### Task requirements
When a line below contains the string "resolutions", show that line.

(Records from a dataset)
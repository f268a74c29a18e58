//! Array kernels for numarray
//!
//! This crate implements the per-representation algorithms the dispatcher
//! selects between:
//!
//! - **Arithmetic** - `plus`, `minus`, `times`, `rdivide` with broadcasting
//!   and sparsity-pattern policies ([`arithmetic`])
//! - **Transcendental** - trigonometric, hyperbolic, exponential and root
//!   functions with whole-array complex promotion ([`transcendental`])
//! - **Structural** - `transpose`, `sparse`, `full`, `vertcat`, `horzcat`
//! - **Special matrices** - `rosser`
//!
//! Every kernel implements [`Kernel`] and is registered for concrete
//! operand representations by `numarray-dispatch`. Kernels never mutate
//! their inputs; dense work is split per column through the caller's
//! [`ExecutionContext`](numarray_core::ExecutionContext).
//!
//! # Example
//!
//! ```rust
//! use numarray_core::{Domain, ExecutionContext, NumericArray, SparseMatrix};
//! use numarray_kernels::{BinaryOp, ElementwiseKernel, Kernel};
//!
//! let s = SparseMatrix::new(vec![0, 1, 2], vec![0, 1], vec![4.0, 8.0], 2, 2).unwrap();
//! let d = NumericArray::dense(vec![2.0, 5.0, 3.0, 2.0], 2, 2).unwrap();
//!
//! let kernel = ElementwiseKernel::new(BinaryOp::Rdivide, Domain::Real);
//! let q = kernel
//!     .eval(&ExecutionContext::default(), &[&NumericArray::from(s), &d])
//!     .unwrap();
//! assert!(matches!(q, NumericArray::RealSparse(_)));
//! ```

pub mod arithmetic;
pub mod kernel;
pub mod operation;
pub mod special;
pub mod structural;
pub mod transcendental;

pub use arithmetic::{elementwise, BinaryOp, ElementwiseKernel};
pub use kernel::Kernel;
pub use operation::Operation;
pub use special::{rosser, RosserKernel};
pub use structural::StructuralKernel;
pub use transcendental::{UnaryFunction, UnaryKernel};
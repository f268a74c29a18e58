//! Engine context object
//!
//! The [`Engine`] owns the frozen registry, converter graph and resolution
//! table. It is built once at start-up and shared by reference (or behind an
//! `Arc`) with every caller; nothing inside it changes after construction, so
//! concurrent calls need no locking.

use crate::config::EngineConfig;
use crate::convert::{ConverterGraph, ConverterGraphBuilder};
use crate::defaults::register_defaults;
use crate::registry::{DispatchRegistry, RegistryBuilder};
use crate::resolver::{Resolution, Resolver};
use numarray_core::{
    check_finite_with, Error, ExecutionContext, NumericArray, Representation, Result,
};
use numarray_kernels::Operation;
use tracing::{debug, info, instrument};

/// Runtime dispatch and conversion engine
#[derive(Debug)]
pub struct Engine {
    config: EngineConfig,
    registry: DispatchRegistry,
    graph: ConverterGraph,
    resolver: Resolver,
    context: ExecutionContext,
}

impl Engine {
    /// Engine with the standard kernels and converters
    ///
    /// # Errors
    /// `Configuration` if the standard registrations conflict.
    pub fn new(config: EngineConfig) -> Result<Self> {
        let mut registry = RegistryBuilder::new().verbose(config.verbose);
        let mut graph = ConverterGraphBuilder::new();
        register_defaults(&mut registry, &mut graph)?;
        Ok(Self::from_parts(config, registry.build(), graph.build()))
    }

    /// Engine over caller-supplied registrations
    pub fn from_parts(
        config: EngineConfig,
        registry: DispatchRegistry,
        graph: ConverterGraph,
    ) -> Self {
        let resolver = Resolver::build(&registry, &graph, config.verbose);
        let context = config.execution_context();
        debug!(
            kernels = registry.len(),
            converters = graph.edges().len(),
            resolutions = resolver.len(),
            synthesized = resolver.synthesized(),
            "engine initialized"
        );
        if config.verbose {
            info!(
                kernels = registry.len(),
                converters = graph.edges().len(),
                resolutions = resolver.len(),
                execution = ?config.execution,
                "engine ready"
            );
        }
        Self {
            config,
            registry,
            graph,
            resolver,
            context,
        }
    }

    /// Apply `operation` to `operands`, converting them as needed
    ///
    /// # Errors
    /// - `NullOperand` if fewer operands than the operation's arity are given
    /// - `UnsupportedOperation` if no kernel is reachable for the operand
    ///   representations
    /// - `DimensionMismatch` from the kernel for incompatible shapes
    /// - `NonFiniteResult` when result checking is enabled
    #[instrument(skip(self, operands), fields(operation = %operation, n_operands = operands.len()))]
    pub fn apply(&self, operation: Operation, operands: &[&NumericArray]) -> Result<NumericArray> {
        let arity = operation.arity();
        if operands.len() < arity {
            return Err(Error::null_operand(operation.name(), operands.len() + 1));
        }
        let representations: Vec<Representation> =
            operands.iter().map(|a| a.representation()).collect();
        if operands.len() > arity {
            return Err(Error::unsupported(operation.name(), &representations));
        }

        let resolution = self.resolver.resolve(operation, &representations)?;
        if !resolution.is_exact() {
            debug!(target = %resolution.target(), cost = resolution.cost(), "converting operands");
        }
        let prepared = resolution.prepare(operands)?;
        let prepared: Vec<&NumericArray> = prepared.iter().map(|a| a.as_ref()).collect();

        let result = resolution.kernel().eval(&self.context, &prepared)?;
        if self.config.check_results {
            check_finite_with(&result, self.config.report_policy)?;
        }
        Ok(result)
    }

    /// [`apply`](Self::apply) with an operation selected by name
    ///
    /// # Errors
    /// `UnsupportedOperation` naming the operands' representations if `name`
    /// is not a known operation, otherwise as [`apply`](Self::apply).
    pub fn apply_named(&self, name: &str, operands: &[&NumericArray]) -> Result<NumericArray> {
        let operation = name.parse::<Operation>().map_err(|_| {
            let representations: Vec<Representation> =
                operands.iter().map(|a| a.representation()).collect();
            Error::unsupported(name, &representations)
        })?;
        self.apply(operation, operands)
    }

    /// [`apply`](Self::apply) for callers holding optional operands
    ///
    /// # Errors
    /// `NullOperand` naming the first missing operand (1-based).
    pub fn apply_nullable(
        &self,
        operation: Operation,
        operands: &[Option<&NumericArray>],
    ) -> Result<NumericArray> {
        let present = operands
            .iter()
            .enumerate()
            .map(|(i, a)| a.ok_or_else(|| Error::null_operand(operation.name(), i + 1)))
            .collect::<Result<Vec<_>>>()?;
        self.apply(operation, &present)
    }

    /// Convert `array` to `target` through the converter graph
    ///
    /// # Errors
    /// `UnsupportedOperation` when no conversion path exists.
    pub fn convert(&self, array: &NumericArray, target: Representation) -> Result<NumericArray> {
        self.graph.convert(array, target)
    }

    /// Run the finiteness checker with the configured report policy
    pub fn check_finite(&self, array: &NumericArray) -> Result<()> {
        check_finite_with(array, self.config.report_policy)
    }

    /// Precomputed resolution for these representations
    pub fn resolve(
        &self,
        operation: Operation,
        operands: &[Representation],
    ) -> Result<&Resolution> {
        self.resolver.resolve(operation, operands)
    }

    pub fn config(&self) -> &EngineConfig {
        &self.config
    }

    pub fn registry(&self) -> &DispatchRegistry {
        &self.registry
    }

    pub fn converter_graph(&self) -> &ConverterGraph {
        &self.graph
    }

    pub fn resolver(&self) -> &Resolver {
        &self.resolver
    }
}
---
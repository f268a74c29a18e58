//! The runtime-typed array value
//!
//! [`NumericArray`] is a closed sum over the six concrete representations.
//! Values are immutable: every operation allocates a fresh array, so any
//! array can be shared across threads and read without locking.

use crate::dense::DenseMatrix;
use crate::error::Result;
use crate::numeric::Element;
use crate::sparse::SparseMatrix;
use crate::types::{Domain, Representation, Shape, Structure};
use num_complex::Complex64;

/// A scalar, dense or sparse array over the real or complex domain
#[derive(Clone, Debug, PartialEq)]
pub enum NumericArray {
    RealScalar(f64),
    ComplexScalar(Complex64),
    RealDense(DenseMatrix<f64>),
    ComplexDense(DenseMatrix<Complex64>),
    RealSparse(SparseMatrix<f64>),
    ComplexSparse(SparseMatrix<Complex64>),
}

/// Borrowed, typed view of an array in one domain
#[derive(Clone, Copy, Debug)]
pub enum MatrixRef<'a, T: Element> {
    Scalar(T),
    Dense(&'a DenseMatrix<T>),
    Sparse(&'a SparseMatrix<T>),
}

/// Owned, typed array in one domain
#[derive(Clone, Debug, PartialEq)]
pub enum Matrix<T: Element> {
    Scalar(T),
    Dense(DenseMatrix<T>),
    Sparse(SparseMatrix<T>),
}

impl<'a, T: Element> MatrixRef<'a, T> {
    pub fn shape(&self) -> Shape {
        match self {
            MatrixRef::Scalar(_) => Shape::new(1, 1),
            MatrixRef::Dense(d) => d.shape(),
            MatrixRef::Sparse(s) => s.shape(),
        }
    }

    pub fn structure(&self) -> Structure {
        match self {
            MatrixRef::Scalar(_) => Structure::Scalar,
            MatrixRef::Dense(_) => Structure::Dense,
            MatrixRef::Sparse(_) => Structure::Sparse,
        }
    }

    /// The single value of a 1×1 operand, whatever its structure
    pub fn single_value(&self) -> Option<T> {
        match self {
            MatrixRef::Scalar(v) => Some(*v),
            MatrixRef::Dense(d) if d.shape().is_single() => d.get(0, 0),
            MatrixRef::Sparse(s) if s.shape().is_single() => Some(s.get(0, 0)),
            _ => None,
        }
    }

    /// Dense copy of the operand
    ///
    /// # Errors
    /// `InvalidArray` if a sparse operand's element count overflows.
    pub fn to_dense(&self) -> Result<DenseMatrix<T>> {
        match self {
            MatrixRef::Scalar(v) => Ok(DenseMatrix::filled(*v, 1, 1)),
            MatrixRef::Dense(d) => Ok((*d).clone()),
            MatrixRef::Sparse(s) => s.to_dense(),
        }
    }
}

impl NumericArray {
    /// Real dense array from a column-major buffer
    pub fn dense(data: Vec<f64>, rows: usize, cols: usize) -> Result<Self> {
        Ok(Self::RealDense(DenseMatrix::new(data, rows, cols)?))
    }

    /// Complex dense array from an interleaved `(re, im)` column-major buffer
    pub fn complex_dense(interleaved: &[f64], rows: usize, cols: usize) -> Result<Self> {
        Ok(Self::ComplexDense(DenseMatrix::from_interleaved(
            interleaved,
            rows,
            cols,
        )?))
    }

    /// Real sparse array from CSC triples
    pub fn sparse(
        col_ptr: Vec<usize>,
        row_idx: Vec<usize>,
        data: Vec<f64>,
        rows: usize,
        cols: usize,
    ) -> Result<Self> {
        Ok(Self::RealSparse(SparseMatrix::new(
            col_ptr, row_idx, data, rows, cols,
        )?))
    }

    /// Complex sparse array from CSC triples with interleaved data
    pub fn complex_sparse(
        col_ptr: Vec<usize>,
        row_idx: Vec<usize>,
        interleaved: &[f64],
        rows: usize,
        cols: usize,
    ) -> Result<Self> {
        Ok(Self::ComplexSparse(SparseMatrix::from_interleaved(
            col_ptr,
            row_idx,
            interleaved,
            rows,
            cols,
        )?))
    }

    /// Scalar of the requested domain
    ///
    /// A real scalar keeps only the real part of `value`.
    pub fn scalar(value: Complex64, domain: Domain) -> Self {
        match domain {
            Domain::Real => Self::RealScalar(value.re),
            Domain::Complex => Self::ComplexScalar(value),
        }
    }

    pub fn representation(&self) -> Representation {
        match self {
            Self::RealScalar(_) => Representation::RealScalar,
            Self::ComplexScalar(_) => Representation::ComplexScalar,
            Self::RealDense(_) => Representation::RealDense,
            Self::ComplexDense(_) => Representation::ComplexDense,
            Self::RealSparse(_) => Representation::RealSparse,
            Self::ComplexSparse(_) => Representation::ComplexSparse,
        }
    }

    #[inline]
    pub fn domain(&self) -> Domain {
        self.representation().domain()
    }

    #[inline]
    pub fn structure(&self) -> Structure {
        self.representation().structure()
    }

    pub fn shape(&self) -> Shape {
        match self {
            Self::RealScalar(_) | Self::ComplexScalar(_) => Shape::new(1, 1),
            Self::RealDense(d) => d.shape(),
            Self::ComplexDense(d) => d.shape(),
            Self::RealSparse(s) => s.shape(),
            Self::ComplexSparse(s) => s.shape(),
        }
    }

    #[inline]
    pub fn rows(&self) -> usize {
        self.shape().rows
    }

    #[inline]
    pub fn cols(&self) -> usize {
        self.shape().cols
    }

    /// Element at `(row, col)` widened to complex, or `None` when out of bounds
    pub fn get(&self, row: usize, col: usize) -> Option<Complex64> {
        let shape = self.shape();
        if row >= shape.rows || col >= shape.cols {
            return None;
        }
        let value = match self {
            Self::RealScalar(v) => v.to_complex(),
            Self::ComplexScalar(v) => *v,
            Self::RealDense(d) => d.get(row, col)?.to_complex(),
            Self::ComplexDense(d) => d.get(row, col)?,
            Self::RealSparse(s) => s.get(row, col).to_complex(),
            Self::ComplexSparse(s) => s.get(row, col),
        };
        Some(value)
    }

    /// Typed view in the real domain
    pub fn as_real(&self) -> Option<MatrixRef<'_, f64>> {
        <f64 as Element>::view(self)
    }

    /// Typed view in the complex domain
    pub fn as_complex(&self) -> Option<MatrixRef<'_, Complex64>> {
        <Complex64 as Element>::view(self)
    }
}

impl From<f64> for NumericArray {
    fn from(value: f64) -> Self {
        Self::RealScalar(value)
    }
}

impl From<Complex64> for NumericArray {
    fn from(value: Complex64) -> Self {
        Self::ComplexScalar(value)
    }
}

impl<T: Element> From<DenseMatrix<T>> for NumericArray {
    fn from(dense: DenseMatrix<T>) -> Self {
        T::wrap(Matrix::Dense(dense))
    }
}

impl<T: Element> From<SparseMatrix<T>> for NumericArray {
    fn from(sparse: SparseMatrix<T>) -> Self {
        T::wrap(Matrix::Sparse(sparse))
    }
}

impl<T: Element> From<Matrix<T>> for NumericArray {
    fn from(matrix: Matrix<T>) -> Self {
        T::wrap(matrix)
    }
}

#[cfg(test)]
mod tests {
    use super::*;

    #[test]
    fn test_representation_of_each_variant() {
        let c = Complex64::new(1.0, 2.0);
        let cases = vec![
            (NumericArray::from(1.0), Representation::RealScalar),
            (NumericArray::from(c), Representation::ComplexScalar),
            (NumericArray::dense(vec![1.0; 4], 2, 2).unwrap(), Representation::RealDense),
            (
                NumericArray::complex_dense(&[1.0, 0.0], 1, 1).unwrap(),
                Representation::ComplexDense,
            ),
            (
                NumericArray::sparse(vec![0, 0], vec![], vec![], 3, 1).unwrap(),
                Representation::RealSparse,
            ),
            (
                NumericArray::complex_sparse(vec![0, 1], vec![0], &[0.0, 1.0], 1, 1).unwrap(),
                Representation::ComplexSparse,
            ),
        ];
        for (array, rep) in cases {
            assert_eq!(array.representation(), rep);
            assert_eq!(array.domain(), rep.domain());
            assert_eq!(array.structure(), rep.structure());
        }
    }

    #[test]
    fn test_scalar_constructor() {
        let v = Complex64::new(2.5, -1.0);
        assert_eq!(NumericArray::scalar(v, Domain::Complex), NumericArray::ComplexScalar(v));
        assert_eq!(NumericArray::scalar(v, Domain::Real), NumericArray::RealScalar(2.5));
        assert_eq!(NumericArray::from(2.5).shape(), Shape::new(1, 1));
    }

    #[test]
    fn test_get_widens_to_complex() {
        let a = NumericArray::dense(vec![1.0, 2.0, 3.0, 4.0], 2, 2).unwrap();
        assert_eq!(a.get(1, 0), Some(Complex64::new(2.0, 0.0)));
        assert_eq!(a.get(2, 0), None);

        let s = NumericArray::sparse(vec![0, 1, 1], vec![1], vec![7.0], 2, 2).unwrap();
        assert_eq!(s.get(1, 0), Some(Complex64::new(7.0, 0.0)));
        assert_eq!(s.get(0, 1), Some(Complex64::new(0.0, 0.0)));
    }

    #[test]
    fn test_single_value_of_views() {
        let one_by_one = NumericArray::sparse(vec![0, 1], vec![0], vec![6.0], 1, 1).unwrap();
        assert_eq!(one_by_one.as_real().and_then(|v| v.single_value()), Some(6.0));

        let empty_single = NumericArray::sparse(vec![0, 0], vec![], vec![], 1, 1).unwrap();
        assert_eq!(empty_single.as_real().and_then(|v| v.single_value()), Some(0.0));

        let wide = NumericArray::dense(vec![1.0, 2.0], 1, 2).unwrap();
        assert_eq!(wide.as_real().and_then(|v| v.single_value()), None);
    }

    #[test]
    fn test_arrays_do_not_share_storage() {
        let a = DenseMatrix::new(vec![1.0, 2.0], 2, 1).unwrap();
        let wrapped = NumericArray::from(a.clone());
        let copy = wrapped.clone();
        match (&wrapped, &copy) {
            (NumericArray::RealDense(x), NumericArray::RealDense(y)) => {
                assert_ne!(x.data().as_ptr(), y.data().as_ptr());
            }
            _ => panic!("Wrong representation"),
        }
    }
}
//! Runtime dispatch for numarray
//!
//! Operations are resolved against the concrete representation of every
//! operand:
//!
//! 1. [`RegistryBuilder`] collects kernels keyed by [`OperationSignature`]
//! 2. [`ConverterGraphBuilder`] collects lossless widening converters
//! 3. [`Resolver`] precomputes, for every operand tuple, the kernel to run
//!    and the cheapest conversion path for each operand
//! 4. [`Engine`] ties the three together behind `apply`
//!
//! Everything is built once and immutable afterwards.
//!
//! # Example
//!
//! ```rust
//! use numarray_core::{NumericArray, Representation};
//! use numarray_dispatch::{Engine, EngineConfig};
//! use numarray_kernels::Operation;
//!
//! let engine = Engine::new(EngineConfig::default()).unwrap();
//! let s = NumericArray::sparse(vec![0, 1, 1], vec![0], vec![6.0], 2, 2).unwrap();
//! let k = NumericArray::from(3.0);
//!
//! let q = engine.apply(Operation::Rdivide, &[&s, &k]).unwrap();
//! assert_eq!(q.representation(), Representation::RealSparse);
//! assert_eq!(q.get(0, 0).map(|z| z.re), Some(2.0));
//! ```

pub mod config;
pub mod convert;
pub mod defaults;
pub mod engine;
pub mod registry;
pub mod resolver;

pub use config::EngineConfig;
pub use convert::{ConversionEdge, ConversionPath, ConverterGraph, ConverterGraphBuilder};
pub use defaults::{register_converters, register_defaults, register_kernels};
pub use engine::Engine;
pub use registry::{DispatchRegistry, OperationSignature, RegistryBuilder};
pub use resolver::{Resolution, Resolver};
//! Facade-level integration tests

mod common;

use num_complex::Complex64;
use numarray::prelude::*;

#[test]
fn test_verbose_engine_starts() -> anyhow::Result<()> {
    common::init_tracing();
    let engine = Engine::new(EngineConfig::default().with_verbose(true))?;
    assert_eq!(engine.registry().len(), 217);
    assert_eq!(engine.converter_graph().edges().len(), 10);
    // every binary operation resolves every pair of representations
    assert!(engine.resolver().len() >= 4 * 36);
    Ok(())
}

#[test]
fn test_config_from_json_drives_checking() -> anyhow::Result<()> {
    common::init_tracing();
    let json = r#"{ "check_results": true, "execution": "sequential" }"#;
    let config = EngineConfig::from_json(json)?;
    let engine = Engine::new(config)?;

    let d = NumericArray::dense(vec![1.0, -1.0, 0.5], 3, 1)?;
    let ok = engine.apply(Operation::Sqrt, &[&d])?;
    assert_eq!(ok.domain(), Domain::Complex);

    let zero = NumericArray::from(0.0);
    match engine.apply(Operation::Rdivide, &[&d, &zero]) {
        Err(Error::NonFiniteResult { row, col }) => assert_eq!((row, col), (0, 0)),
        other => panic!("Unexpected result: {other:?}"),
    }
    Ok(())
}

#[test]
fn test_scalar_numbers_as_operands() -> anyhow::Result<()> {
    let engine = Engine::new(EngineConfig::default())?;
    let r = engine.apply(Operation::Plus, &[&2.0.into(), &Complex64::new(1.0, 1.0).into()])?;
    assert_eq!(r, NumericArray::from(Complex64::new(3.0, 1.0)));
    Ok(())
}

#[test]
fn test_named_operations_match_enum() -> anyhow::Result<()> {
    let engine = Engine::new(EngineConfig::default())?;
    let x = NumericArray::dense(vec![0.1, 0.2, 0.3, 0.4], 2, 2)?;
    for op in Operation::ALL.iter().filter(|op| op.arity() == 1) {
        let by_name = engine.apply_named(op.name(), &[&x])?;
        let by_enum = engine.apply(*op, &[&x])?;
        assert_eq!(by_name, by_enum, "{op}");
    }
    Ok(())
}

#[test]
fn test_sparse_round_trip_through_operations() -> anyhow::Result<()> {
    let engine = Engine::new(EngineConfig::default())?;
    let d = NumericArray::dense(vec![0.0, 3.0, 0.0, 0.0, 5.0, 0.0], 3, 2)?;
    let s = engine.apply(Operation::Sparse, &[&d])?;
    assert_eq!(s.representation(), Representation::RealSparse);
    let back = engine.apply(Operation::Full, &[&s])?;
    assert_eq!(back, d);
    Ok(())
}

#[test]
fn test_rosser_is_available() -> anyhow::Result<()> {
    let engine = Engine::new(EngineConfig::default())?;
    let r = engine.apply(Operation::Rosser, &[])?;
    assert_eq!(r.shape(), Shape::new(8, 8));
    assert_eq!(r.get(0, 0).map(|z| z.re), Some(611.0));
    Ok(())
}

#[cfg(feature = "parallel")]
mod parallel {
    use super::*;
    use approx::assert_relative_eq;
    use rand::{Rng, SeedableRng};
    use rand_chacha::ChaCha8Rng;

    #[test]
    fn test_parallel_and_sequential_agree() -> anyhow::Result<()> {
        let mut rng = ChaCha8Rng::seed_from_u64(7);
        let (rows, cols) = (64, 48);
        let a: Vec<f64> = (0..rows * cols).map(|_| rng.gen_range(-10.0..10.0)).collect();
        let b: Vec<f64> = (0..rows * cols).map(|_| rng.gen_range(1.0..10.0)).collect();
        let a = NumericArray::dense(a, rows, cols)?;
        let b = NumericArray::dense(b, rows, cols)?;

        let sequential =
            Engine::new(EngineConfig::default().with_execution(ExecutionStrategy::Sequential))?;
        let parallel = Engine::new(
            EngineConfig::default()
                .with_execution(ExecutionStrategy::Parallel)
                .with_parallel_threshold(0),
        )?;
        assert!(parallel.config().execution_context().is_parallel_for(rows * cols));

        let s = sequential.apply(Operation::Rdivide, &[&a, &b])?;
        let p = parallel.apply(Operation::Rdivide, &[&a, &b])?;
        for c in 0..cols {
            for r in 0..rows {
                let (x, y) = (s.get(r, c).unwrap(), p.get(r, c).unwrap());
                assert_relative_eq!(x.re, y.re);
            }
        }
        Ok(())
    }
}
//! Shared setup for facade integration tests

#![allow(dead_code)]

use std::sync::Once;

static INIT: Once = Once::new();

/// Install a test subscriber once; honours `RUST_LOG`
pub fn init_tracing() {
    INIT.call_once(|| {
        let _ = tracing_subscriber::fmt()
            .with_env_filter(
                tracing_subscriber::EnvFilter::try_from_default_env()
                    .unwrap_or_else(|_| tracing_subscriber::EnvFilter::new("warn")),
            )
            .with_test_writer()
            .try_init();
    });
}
* * *
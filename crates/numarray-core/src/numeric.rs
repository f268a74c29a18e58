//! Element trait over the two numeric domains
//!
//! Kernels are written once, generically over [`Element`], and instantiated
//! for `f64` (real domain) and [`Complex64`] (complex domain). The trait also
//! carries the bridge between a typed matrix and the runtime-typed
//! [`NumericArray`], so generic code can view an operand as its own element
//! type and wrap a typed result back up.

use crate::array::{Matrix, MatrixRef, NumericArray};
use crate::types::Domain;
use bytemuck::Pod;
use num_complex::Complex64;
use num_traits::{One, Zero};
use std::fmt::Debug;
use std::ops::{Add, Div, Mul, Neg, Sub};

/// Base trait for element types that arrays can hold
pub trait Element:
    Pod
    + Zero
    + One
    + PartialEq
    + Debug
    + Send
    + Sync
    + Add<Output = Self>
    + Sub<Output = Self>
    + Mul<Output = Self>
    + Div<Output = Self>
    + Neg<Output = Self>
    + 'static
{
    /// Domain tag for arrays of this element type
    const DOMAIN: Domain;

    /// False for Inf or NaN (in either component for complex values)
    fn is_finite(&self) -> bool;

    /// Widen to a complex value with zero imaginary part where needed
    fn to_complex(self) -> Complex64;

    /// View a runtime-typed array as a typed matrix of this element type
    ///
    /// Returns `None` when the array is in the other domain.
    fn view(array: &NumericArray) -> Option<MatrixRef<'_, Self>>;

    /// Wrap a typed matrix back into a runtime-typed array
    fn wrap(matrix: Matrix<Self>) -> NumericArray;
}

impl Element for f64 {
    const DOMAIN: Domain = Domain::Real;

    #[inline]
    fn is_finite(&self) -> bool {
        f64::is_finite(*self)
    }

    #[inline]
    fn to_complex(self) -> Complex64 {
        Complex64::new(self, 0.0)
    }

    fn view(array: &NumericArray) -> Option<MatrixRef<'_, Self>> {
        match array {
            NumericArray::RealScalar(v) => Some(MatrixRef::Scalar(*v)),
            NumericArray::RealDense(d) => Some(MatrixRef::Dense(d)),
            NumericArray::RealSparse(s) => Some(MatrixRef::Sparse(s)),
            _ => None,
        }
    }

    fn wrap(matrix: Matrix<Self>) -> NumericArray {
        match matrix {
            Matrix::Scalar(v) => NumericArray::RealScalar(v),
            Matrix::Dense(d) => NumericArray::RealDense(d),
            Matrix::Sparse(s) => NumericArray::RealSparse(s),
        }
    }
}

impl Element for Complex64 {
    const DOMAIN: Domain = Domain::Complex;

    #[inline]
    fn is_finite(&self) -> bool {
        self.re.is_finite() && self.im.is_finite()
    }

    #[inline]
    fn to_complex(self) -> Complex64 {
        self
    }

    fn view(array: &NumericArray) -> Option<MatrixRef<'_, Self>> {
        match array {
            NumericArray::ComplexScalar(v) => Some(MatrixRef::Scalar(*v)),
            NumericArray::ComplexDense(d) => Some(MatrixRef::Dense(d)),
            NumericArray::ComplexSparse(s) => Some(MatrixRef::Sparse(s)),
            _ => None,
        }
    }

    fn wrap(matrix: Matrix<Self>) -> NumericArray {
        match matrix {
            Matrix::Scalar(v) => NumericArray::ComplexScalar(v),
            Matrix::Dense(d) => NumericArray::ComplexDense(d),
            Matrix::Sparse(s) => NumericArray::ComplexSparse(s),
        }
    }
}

### Task solution
            resolutions = resolver.len(),
                resolutions = resolver.len(),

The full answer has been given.